Home restaurant e ristoranti: siamo certi che siano poi così diversi?
Per la FIPE la regolamentazione degli home restaurant risponde ad un’esigenza di equità e sicurezza prima ancora che di sfida competitiva. D’altro canto, in Italia ci sono oltre 470 mila attività di ristorazione a dimostrazione di quanto gli imprenditori di questo settore siano abituati a misurarsi sul piano della concorrenza. Non sarà, dunque, la presenza di queste nuove attività a stravolgere l’assetto del mercato a patto che rispettino gli obblighi fiscali, sanitari e di sicurezza a tutela dei consumatori e del settore.

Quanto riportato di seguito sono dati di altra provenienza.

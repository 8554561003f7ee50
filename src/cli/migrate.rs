use clap::Parser;
use doggo::database::{self, Pool};
use error_stack::{Result, ResultExt};

/// Apply pending database migrations
#[derive(Debug, Parser)]
pub struct MigrateCommand {}

pub fn run(_args: &MigrateCommand) -> Result<(), database::Error> {
    let config = super::load_config().change_context(database::Error::Migration)?;
    super::runtime(1)
        .change_context(database::Error::Migration)?
        .block_on(async move {
            let pool = Pool::new(&config.db).await?;
            pool.migrate().await
        })
}
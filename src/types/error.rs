use serde::{Deserialize, Serialize};
use std::fmt::Display;

use super::ValidationError;

/// Error body sent back to clients.
#[derive(Debug, Clone, PartialEq, Eq, Deserialize, Serialize)]
#[serde(tag = "type", rename_all = "snake_case")]
pub enum Error {
    Internal,
    /// The request body is missing fields or has malformed ones.
    InvalidFormBody {
        errors: ValidationError,
    },
    /// Login failed. It never tells whether the account exists.
    InvalidCredentials,
    Unauthenticated,
    Forbidden,
    NotFound,
    /// Name or email is already used by another user.
    Conflict {
        errors: ValidationError,
    },
    /// A user could not be stored. `message` is the database's detail
    /// when it gave one.
    SaveFailed {
        message: String,
    },
    ReadonlyMode,
}

impl Display for Error {
    fn fmt(&self, f: &mut std::fmt::Formatter<'_>) -> std::fmt::Result {
        match self {
            Error::Internal => f.write_str("Failed to perform request"),
            Error::InvalidFormBody { .. } => f.write_str("User performed request with invalid body"),
            Error::InvalidCredentials => f.write_str("Invalid credentials"),
            Error::Unauthenticated => f.write_str("Authentication required"),
            Error::Forbidden => f.write_str("User is not allowed to perform this action"),
            Error::NotFound => f.write_str("Resource not found"),
            Error::Conflict { .. } => f.write_str("Resource already exists"),
            Error::SaveFailed { message } => f.write_str(message),
            Error::ReadonlyMode => f.write_str("Attempt to write read-only database"),
        }
    }
}
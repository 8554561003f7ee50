use clap::Parser;
use doggo::config::Server as Config;
use doggo::database::MemoryStore;
use doggo::http::server::StartServerError;
use doggo::App;
use error_stack::{Result, ResultExt};
use std::net::IpAddr;
use std::num::NonZeroUsize;

/// Expose the doggo HTTP API
#[derive(Debug, Parser)]
pub struct ServerCommand {
    #[clap(long)]
    pub address: Option<IpAddr>,
    #[clap(long)]
    pub port: Option<u16>,
    #[clap(long)]
    pub workers: Option<NonZeroUsize>,
    /// Keep users in memory instead of Postgres. Everything is lost
    /// when the server stops.
    #[clap(long)]
    pub in_memory: bool,
}

pub fn run(args: ServerCommand) -> Result<(), StartServerError> {
    let mut config = super::load_config().change_context(StartServerError)?;
    args.override_config(&mut config);

    super::runtime(config.workers())
        .change_context(StartServerError)?
        .block_on(async move {
            let app = if args.in_memory {
                tracing::warn!("using the in-memory store, nothing will be persisted");
                App::with_store(config, MemoryStore::new())
            } else {
                App::new(config).await.change_context(StartServerError)?
            };
            doggo::http::server::run(app).await
        })
}

impl ServerCommand {
    fn override_config(&self, config: &mut Config) {
        // override server configurations if set by the cli
        if let Some(address) = self.address {
            config.ip = address;
        }

        if let Some(port) = self.port {
            config.port = port;
        }

        if let Some(workers) = self.workers {
            config.workers = Some(workers);
        }
    }
}
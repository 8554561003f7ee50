use serde::{Deserialize, Serialize};

use crate::types::validation::{self, ValidationError};
use crate::util::Sensitive;

/// Every field is optional; absent fields keep their stored value.
#[derive(Debug, Default, Deserialize, Serialize)]
pub struct Request {
    pub name: Option<String>,
    pub email: Option<String>,
    pub password: Option<Sensitive<String>>,
    pub roles: Option<Vec<String>>,
}

impl Request {
    pub fn validate(&self) -> Result<(), ValidationError> {
        let mut errors = ValidationError::builder();
        if let Some(name) = self.name.as_deref() {
            validation::validate_name(&mut errors, "name", name);
        }

        if let Some(email) = self.email.as_deref() {
            validation::validate_email(&mut errors, "email", email);
        }

        if self.password.as_ref().is_some_and(|v| v.is_empty()) {
            errors.insert("password", "password must not be empty");
        }

        if let Some(roles) = self.roles.as_deref() {
            validation::validate_roles(&mut errors, "roles", roles);
        }

        errors.build().into_result()
    }
}

#[cfg(test)]
mod tests {
    use super::*;

    #[test]
    fn test_empty_update_is_valid() {
        let form: Request = serde_json::from_str("{}").unwrap();
        assert!(form.validate().is_ok());
    }

    #[test]
    fn test_rejects_invalid_fields() {
        let form = Request {
            name: Some(String::new()),
            email: Some("not an email".into()),
            password: Some("".into()),
            roles: None,
        };

        let error = form.validate().unwrap_err();
        assert!(error.has_field("name"));
        assert!(error.has_field("email"));
        assert!(error.has_field("password"));
    }
}
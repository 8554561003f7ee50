use actix_web::{web, HttpResponse};

use crate::{
    http::{Actor, Error},
    services, App,
};

#[tracing::instrument(skip_all, fields(actor.id = %actor.id))]
pub async fn delete(
    app: web::Data<App>,
    path: web::Path<String>,
    actor: Actor,
) -> Result<HttpResponse, Error> {
    services::users::delete(&app, &actor, &path).await?;
    Ok(HttpResponse::NoContent().finish())
}

#[tracing::instrument(skip_all, fields(actor.id = %actor.id))]
pub async fn purge_test_users(app: web::Data<App>, actor: Actor) -> Result<HttpResponse, Error> {
    services::users::purge_test_users(&app).await?;
    Ok(HttpResponse::NoContent().finish())
}
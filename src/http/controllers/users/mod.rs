mod delete;
mod login;
mod read;
mod register;
mod update;

pub use delete::{delete, purge_test_users};
pub use login::login;
pub use read::{get, list, profile};
pub use register::register;
pub use update::update;
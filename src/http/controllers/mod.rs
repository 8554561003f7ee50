use actix_web::web;

pub mod general;
pub mod users;

/// Registers every route. `/users/login` and `/users/me` come before
/// `/users/{id}` so they are never taken as ids.
pub fn configure(cfg: &mut web::ServiceConfig) {
    cfg.route("/", web::get().to(general::index))
        .service(
            web::scope("/users")
                .route("/login", web::post().to(users::login))
                .route("/me", web::get().to(users::profile))
                .service(
                    web::resource("")
                        .route(web::get().to(users::list))
                        .route(web::post().to(users::register)),
                )
                .service(
                    web::resource("/{id}")
                        .route(web::get().to(users::get))
                        .route(web::put().to(users::update))
                        .route(web::delete().to(users::delete)),
                ),
        )
        .route("/testusers", web::delete().to(users::purge_test_users));
}
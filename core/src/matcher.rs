//! Rule membership tests.
//!
//! Every function here is total: a malformed candidate or an unclassifiable
//! token is "no match", never an error.

use std::net::Ipv4Addr;

use ipnet::Ipv4Net;

use crate::address::Address;
use crate::classify::{classify, Rule, RuleToken};
use crate::tokenizer::tokenize;

impl RuleToken {
    /// Membership of a parsed address.
    ///
    /// `Exact` compares numerically here and wildcard fields see the
    /// canonical spelling of each octet. [`Rule::matches`] compares both
    /// against the candidate text as written.
    pub fn contains(&self, candidate: Address) -> bool {
        match self {
            RuleToken::Cidr { network, prefix } => {
                Ipv4Net::new(Ipv4Addr::from(*network), *prefix)
                    .map(|net| net.contains(&Ipv4Addr::from(candidate)))
                    .unwrap_or(false)
            }
            RuleToken::Range { lo, hi } => {
                let (lo, hi) = ((*lo).min(*hi), (*lo).max(*hi));
                lo <= candidate && candidate <= hi
            }
            RuleToken::Wildcard { octets } => octets
                .iter()
                .zip(candidate.octets())
                .all(|(spec, value)| spec.admits(&value.to_string())),
            RuleToken::Exact { address } => *address == candidate,
        }
    }
}

impl Rule {
    /// Whether a normalized candidate literal falls under this rule.
    ///
    /// Exact rules match on string equality with the rule text, so
    /// `10.0.0.01` does not match a candidate of `10.0.0.1`. Fixed wildcard
    /// fields compare the same way, field by field.
    pub fn matches(&self, candidate: &str) -> bool {
        let candidate = candidate.trim();
        if candidate.contains(':') {
            return false;
        }
        let Ok(addr) = Address::parse(candidate) else {
            return false;
        };
        match &self.token {
            RuleToken::Exact { .. } => candidate == self.text,
            RuleToken::Wildcard { octets } => candidate
                .split('.')
                .zip(octets.iter())
                .all(|(field, spec)| spec.admits(field)),
            token => token.contains(addr),
        }
    }
}

/// Lenient single-token match: unclassifiable tokens never match.
pub fn token_matches(candidate: &str, token: &str) -> bool {
    Rule::parse(token).is_some_and(|rule| rule.matches(candidate))
}

/// First token of `rules`, in textual order, that admits `candidate`.
pub fn find_matched_token<'a>(candidate: &str, rules: &'a str) -> Option<&'a str> {
    tokenize(rules)
        .into_iter()
        .find(|token| token_matches(candidate, token))
}

/// Any-match verdict over a rule string.
pub fn is_allowed(candidate: &str, rules: &str) -> bool {
    find_matched_token(candidate, rules).is_some()
}

/// Classify every token of `rules`, skipping the unclassifiable ones.
pub fn compile_rules(rules: &str) -> Vec<Rule> {
    tokenize(rules)
        .into_iter()
        .filter_map(|token| {
            classify(token).map(|kind| Rule {
                text: token.to_string(),
                token: kind,
            })
        })
        .collect()
}
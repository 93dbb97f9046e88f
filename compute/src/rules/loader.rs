//! Allow file discovery and loading.
//!
//! The allow file holds file-provenance rules, one notation per line or
//! separated like any other rule text. Lines starting with `#` are comments.
//! A missing or unreadable file means "no file rules"; callers never see the
//! error unless they ask for it.

use std::collections::HashMap;
use std::path::{Path, PathBuf};
use std::sync::OnceLock;

use hmac_sha256::HMAC;
use ipguard_core::normalize_rules;
use regex::{Captures, Regex};

const DESKTOP_PREFIX: &str = "DESKTOP:";

/// Errors that can occur while locating or reading the allow file.
#[derive(Debug, thiserror::Error)]
pub enum LoadError {
    #[error("Allow file not found: {0}")]
    NotFound(String),

    #[error("Failed to read allow file {}: {source}", path.display())]
    Io {
        path: PathBuf,
        #[source]
        source: std::io::Error,
    },
}

// ═══════════════════════════════════════════════════════════════════════════
// Discovery
// ═══════════════════════════════════════════════════════════════════════════

/// Directories and variables that discovery resolves against.
#[derive(Debug, Clone, Default)]
pub struct SearchRoots {
    pub home: PathBuf,
    pub cwd: PathBuf,
    vars: HashMap<String, String>,
}

impl SearchRoots {
    pub fn new(home: impl Into<PathBuf>, cwd: impl Into<PathBuf>) -> Self {
        SearchRoots {
            home: home.into(),
            cwd: cwd.into(),
            vars: HashMap::new(),
        }
    }

    /// Home, working directory and variables of the current process.
    pub fn from_env() -> Self {
        let cwd = std::env::current_dir().unwrap_or_else(|_| PathBuf::from("."));
        let home = std::env::var_os("HOME")
            .or_else(|| std::env::var_os("USERPROFILE"))
            .map(PathBuf::from)
            .unwrap_or_else(|| cwd.clone());
        SearchRoots {
            home,
            cwd,
            vars: std::env::vars().collect(),
        }
    }

    pub fn with_var(mut self, key: &str, value: &str) -> Self {
        self.vars.insert(key.to_string(), value.to_string());
        self
    }

    fn var(&self, key: &str) -> Option<&str> {
        self.vars
            .get(key)
            .map(String::as_str)
            .filter(|value| !value.trim().is_empty())
    }

    /// The user's desktop: `~/Desktop`, `~/바탕 화면` (Korean Windows),
    /// `$OneDrive/Desktop`, falling back to home.
    pub fn desktop(&self) -> PathBuf {
        let mut candidates = vec![self.home.join("Desktop"), self.home.join("바탕 화면")];
        if let Some(one_drive) = self.var("OneDrive") {
            candidates.push(Path::new(one_drive).join("Desktop"));
        }
        candidates
            .into_iter()
            .find(|path| path.exists())
            .unwrap_or_else(|| self.home.clone())
    }
}

fn env_placeholder_regex() -> Option<&'static Regex> {
    static RE: OnceLock<Option<Regex>> = OnceLock::new();
    RE.get_or_init(|| Regex::new(r"\$\{([A-Za-z0-9_]+)\}").ok())
        .as_ref()
}

/// Expand `~`, `$HOME`, `${HOME}`, `%USERPROFILE%`, `%HOMEPATH%` and `${VAR}`.
///
/// Unknown `${VAR}` placeholders expand to nothing.
pub fn expand_placeholders(hint: &str, roots: &SearchRoots) -> String {
    if hint.trim().is_empty() {
        return hint.to_string();
    }
    let home = roots.home.to_string_lossy();

    let mut out = match hint.strip_prefix('~') {
        Some(rest) => format!("{}{}", home, rest),
        None => hint.to_string(),
    };
    out = out.replace("${HOME}", &home).replace("$HOME", &home);

    if let Some(profile) = roots.var("USERPROFILE") {
        out = out.replace("%USERPROFILE%", profile);
    }
    if let Some(home_path) = roots.var("HOMEPATH") {
        let drive = roots.var("HOMEDRIVE").unwrap_or("");
        out = out.replace("%HOMEPATH%", &format!("{}{}", drive, home_path));
    }

    match env_placeholder_regex() {
        Some(re) => re
            .replace_all(&out, |caps: &Captures| {
                roots.var(&caps[1]).unwrap_or("").to_string()
            })
            .into_owned(),
        None => out,
    }
}

/// Candidate allow file paths, in probe order, without duplicates.
pub fn allow_file_candidates(dir_hint: &str, file_name: &str, roots: &SearchRoots) -> Vec<PathBuf> {
    let desktop = roots.desktop();
    let mut candidates = vec![
        desktop.join(file_name),
        roots.home.join(file_name),
        roots.cwd.join(file_name),
    ];

    let hint = dir_hint.trim();
    if !hint.is_empty() {
        let has_desktop_prefix = hint
            .get(..DESKTOP_PREFIX.len())
            .is_some_and(|prefix| prefix.eq_ignore_ascii_case(DESKTOP_PREFIX));
        if has_desktop_prefix {
            let sub = hint[DESKTOP_PREFIX.len()..].trim_start_matches(['/', '\\']);
            let base = if sub.trim().is_empty() { desktop } else { desktop.join(sub) };
            candidates.push(base.join(file_name));
        } else {
            let expanded = expand_placeholders(hint, roots);
            if !expanded.trim().is_empty() {
                let path = Path::new(&expanded);
                if path.is_absolute() {
                    candidates.push(path.join(file_name));
                } else {
                    candidates.push(roots.cwd.join(path).join(file_name));
                    candidates.push(roots.home.join(path).join(file_name));
                }
            }
        }
    }

    let mut unique = Vec::with_capacity(candidates.len());
    for candidate in candidates {
        if !unique.contains(&candidate) {
            unique.push(candidate);
        }
    }
    unique
}

/// First candidate that exists as a regular file.
pub fn resolve_allow_file(dir_hint: &str, file_name: &str, roots: &SearchRoots) -> Option<PathBuf> {
    allow_file_candidates(dir_hint, file_name, roots)
        .into_iter()
        .find(|path| path.is_file())
}

/// Locate the allow file: the explicit path when given, otherwise discovery.
pub fn locate_allow_file(
    explicit: Option<&Path>,
    dir_hint: &str,
    file_name: &str,
    roots: &SearchRoots,
) -> Result<PathBuf, LoadError> {
    match explicit {
        Some(path) if path.is_file() => Ok(path.to_path_buf()),
        Some(path) => Err(LoadError::NotFound(path.display().to_string())),
        None => resolve_allow_file(dir_hint, file_name, roots)
            .ok_or_else(|| LoadError::NotFound(file_name.to_string())),
    }
}

// ═══════════════════════════════════════════════════════════════════════════
// Reading
// ═══════════════════════════════════════════════════════════════════════════

/// Drop full-line `#` comments and normalize `~` ranges.
pub fn strip_comments(text: &str) -> String {
    let kept: Vec<&str> = text
        .lines()
        .filter(|line| !line.trim_start().starts_with('#'))
        .collect();
    normalize_rules(&kept.join("\n"))
}

/// Read an allow file as UTF-8 rule text.
pub fn read_rules_file(path: &Path) -> Result<String, LoadError> {
    let text = std::fs::read_to_string(path).map_err(|source| LoadError::Io {
        path: path.to_path_buf(),
        source,
    })?;
    Ok(strip_comments(&text))
}

/// Fold a load result into rule text; failures become "no file rules".
pub fn or_no_rules(loaded: Result<String, LoadError>) -> String {
    match loaded {
        Ok(rules) => rules,
        Err(err @ LoadError::NotFound(_)) => {
            tracing::debug!("{} (no file rules)", err);
            String::new()
        }
        Err(err) => {
            tracing::warn!("{} (no file rules)", err);
            String::new()
        }
    }
}

/// Short fingerprint of rule text: first 16 hex chars of HMAC-SHA256 with an
/// empty key, or `none` for empty text.
pub fn rules_hash(rules: &str) -> String {
    if rules.is_empty() {
        return "none".to_string();
    }
    let hash = HMAC::mac(rules.as_bytes(), b"");
    hex::encode(&hash[..8])
}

Negli ultimi anni il fenomeno degli home restaurant ha preso piede in Italia, e sono numerose le offerte sul web che promuovono la “ristorazione domestica” per ospiti paganti. Se volessimo evidenziare i punti in comune con la ristorazione tradizionale, risulterebbe subito evidente che:
- entrambe le attività devono garantire la sicurezza alimentare dei propri clienti rispettando specifici standard igienico-sanitari;
- per evitare di essere abusive, entrambe richiedono una segnalazione certificata di inizio attività (SCIA) o un’autorizzazione nelle aree tutelate, a seconda della zona in cui si insediano;
- in tutte e due i casi devono essere rispettate le regole sull’informazione al consumatore, evidenziando gli allergeni, indicando i prezzi e rispettando divieti specifici, come quello di somministrazione di alcol ai minori.
- entrambe le attività effettuano la preparazione e somministrazione di cibi e bevande in cambio di un corrispettivo, con un’offerta aperta al pubblico indistinto.
Affinità che, mettendo al centro la tutela del consumatore, confermano la necessità di un sistema omogeneo di regole.
Dello stesso parere d’altronde sono stati anche i Ministeri competenti (Risoluzione MISE n. 50481 del 10 aprile 2015 e nota del Ministero dell’Interno del 30 gennaio 2019), così come la Conferenza Unificata (Atto n. 28/CU del 17 aprile 2019). Anche la giurisprudenza ha confermato questa interpretazione, in quanto, sebbene le attività di home restaurant potrebbero presentare difformità quantitative (offerta saltuaria rivolta a un minor numero di persone) rispetto al genus ristorazione, i profili caratterizzanti della prima (offerta al pubblico, pagamento di un corrispettivo, ecc.) sono tipici dell’attività di somministrazione e, quindi, sono idonei a consentirne l’assimilazione dal punto di vista normativo (sentenza secondo grado, Tribunale di Pisa n. 492/2024 – dello stesso senso anche TAR Campania n. 3883/2018, Consiglio di Stato n. 02437/2023).
In altri termini, come per ogni attività che prevede un servizio al pubblico, la natura domestica dell’home restaurant non esonera dalla necessità di essere regolamentata. Le abitazioni in cui si esercitano queste attività dovrebbero rispettare adeguati standard di sicurezza e igiene, alla stregua di quelli richiesti per aprire un bar, un ristorante o per svolgere attività di banqueting e catering. E, per non essere abusive, devono essere dichiarate ai Comuni e alle autorità di controllo per poterle ispezionare mentre sono in esercizio.
In conclusione, se gli home restaurant rispondono alla domanda di chi cerca un’esperienza culinaria domestica, per la FIPE è essenziale che questa offerta non sfugga al quadro regolatorio esistente, per scongiurare forme di abusivismo e garantire un servizio in linea con la migliore reputazione della ristorazione italiana.